◆ **Information given**

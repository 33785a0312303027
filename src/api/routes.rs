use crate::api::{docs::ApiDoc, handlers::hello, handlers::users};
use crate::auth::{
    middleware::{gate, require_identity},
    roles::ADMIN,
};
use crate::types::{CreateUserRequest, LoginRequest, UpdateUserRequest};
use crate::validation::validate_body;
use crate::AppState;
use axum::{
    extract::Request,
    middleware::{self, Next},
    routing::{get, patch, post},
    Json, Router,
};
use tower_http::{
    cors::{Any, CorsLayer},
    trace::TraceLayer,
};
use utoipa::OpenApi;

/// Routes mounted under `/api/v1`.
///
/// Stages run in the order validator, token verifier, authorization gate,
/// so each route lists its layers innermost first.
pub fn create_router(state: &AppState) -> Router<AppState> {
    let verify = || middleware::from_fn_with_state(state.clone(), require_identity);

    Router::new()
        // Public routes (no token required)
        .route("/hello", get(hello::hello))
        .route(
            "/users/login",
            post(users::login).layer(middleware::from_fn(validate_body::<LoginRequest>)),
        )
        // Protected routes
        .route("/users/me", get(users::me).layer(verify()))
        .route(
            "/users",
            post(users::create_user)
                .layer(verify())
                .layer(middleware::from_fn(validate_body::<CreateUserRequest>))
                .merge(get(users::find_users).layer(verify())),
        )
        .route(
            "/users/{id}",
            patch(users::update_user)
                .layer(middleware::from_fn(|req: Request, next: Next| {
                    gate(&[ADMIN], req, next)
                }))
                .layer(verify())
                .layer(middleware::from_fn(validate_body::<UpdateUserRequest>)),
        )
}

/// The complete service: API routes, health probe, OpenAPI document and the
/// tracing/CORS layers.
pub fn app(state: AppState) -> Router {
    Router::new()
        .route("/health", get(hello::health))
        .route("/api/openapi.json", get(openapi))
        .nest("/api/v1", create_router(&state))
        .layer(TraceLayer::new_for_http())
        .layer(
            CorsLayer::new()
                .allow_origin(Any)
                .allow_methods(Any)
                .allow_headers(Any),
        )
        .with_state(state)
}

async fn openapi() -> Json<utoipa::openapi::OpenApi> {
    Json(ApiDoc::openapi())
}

---

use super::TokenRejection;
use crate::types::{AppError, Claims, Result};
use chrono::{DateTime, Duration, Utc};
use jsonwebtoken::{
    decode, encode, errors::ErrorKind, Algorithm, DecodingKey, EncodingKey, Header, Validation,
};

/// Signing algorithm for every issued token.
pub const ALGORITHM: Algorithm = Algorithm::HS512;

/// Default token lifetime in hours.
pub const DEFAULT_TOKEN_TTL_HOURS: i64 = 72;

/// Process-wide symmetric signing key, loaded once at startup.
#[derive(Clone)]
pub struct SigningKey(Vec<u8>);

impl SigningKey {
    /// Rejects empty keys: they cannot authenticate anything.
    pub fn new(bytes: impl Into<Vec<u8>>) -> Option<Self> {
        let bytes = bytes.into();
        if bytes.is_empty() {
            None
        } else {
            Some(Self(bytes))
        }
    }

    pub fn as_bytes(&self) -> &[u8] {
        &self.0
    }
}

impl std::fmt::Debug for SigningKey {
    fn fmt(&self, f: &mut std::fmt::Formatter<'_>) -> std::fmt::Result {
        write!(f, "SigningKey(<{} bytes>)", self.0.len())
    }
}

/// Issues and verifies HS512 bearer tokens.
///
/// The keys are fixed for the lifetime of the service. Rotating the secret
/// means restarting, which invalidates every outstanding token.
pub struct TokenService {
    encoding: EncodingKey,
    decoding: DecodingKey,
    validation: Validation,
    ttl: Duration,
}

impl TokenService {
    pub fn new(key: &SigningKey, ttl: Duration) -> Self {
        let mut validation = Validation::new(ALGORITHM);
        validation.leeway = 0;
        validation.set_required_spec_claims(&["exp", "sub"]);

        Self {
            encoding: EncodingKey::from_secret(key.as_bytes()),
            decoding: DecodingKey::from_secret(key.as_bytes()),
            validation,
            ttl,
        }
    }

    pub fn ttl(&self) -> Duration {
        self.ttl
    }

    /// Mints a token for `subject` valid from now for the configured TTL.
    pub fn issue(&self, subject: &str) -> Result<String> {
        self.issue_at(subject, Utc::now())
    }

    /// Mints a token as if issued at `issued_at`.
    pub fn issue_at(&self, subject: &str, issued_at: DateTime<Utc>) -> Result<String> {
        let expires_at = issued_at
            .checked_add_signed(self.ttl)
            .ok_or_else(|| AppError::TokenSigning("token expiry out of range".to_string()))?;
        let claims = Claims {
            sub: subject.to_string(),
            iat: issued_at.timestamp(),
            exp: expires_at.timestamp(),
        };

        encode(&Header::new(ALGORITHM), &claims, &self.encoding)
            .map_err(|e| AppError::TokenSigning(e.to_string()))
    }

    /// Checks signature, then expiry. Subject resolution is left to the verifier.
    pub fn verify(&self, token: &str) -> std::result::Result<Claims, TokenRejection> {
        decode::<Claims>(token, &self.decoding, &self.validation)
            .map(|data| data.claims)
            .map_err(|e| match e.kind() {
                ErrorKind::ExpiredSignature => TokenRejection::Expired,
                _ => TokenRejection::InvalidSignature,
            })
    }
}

* * *

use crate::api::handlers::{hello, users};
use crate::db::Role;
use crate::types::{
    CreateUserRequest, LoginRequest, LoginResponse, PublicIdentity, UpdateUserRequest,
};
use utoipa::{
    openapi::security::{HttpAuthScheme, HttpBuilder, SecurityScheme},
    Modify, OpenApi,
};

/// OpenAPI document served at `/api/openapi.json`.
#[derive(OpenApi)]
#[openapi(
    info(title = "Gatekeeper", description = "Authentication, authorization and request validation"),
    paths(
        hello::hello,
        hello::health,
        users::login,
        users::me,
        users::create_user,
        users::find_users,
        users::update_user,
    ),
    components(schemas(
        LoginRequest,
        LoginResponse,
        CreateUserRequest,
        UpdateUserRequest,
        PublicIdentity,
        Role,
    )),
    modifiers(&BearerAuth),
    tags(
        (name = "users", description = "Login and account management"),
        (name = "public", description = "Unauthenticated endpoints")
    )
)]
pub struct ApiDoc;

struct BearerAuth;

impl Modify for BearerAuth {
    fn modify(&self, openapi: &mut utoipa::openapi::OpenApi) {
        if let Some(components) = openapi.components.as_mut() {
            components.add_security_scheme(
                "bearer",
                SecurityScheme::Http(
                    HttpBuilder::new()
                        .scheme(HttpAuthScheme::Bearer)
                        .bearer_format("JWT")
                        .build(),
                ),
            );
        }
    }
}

◆ **What to produce**
For this exercise, please output exactly the lines above starting at the line with "repository 33785a0312303027" and ending at the line with "layers innermost first.", ends included.

◆ **Written reply**
repository 33785a0312303027
filename src/api/routes.rs
use crate::api::{docs::ApiDoc, handlers::hello, handlers::users};
use crate::auth::{
    middleware::{gate, require_identity},
    roles::ADMIN,
};
use crate::types::{CreateUserRequest, LoginRequest, UpdateUserRequest};
use crate::validation::validate_body;
use crate::AppState;
use axum::{
    extract::Request,
    middleware::{self, Next},
    routing::{get, patch, post},
    Json, Router,
};
use tower_http::{
    cors::{Any, CorsLayer},
    trace::TraceLayer,
};
use utoipa::OpenApi;

/// Routes mounted under `/api/v1`.
///
/// Stages run in the order validator, token verifier, authorization gate,
/// so each route lists its layers innermost first.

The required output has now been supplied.